# Your goal
Could you copy out all the lines in the material below where the word "runs" occurs?

⁂

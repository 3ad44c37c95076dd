// Copyright 2025 Lablup Inc. and Jeongkyu Shin
//
// Licensed under the Apache License, Version 2.0 (the "License");
// you may not use this file except in compliance with the License.
// You may obtain a copy of the License at
//
//     http://www.apache.org/licenses/LICENSE-2.0
//
// Unless required by applicable law or agreed to in writing, software
// distributed under the License is distributed on an "AS IS" BASIS,
// WITHOUT WARRANTIES OR CONDITIONS OF ANY KIND, either express or implied.
// See the License for the specific language governing permissions and
// limitations under the License.

use clap::Parser;
use std::path::PathBuf;

use crate::ssh::StrictHostKeyChecking;

#[derive(Parser, Debug)]
#[command(
    name = "sesh",
    version,
    about = "Dispatch one shell command or script to many hosts over SSH",
    long_about = "sesh runs the same command or script on a list of hosts over SSH.\nHosts run one after another by default, streaming their output with a banner per host.\nWith --parallel all hosts run at once and their output is merged in host-list order.\nWith a single host and no command, sesh opens an interactive login shell.",
    after_help = "EXAMPLES:\n  Run on two hosts:            sesh -H \"web1,root@db1:2222\" uptime\n  Run in parallel from a file:  sesh -P -f hosts.txt \"df -h\"\n  Run a local script:           sesh -H web1 -s deploy.sh -a \"bash {} --quick\"\n  Install your public key:      sesh -H web1 @auth.cmd\n  Log in interactively:         sesh -H web1"
)]
pub struct Cli {
    #[arg(
        short = 'H',
        long,
        value_delimiter = ',',
        help = "Comma-separated list of hosts in [user@]hostname[:port] format"
    )]
    pub hosts: Vec<String>,

    #[arg(
        short = 'f',
        long = "hostfile",
        help = "File with one host per line; '#' starts a comment"
    )]
    pub host_file: Option<PathBuf>,

    #[arg(short = 'u', long, help = "Default username for SSH connections")]
    pub user: Option<String>,

    #[arg(
        short = 'i',
        long,
        help = "SSH private key file path\nFalls back to the credential file, the SSH agent and ~/.ssh/id_* keys"
    )]
    pub identity: Option<PathBuf>,

    #[arg(
        long,
        help = "Prompt for the password (also used as key passphrase)"
    )]
    pub password: bool,

    #[arg(
        short = 'a',
        long,
        default_value = "",
        help = "Run the command as a script with these arguments; '{}' is replaced by the script path"
    )]
    pub args: String,

    #[arg(short = 's', long, help = "Read the script body from this file")]
    pub script: Option<PathBuf>,

    #[arg(short = 'P', long, help = "Run all hosts at once")]
    pub parallel: bool,

    #[arg(short = 'o', long, help = "Write host output to this file instead of stdout")]
    pub output: Option<PathBuf>,

    #[arg(long, help = "Parent directory for parallel scratch files [default: system temp]")]
    pub tmp_dir: Option<PathBuf>,

    #[arg(
        long,
        value_name = "SECS",
        help = "Serial mode: skip a host that has not connected within this many seconds"
    )]
    pub ready_timeout: Option<u64>,

    #[arg(
        long,
        value_name = "SECS",
        help = "Abandon a host whose session runs longer than this many seconds"
    )]
    pub host_timeout: Option<u64>,

    #[arg(
        long,
        default_value = "accept-new",
        help = "Host key checking mode (yes/no/accept-new)\n  yes        - Strict checking against known_hosts\n  no         - Accept all host keys (insecure, testing only)\n  accept-new - Accept new hosts, reject changed keys"
    )]
    pub strict_host_key_checking: StrictHostKeyChecking,

    #[arg(
        long,
        default_value = "~/.ssh/id_rsa.pub",
        help = "Public key installed by @auth.cmd"
    )]
    pub pubkey: PathBuf,

    #[arg(
        short = 'v',
        long,
        action = clap::ArgAction::Count,
        help = "Increase verbosity (-v, -vv, -vvv)"
    )]
    pub verbose: u8,

    #[arg(trailing_var_arg = true, help = "Command to execute on remote hosts")]
    pub command: Vec<String>,
}

impl Cli {
    /// The command line joined back into one shell command.
    pub fn command_line(&self) -> String {
        self.command.join(" ")
    }
}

⁂

# Answer
    long_about = "sesh runs the same command or script on a list of hosts over SSH.\nHosts run one after another by default, streaming their output with a banner per host.\nWith --parallel all hosts run at once and their output is merged in host-list order.\nWith a single host and no command, sesh opens an interactive login shell.",
        help = "Abandon a host whose session runs longer than this many seconds"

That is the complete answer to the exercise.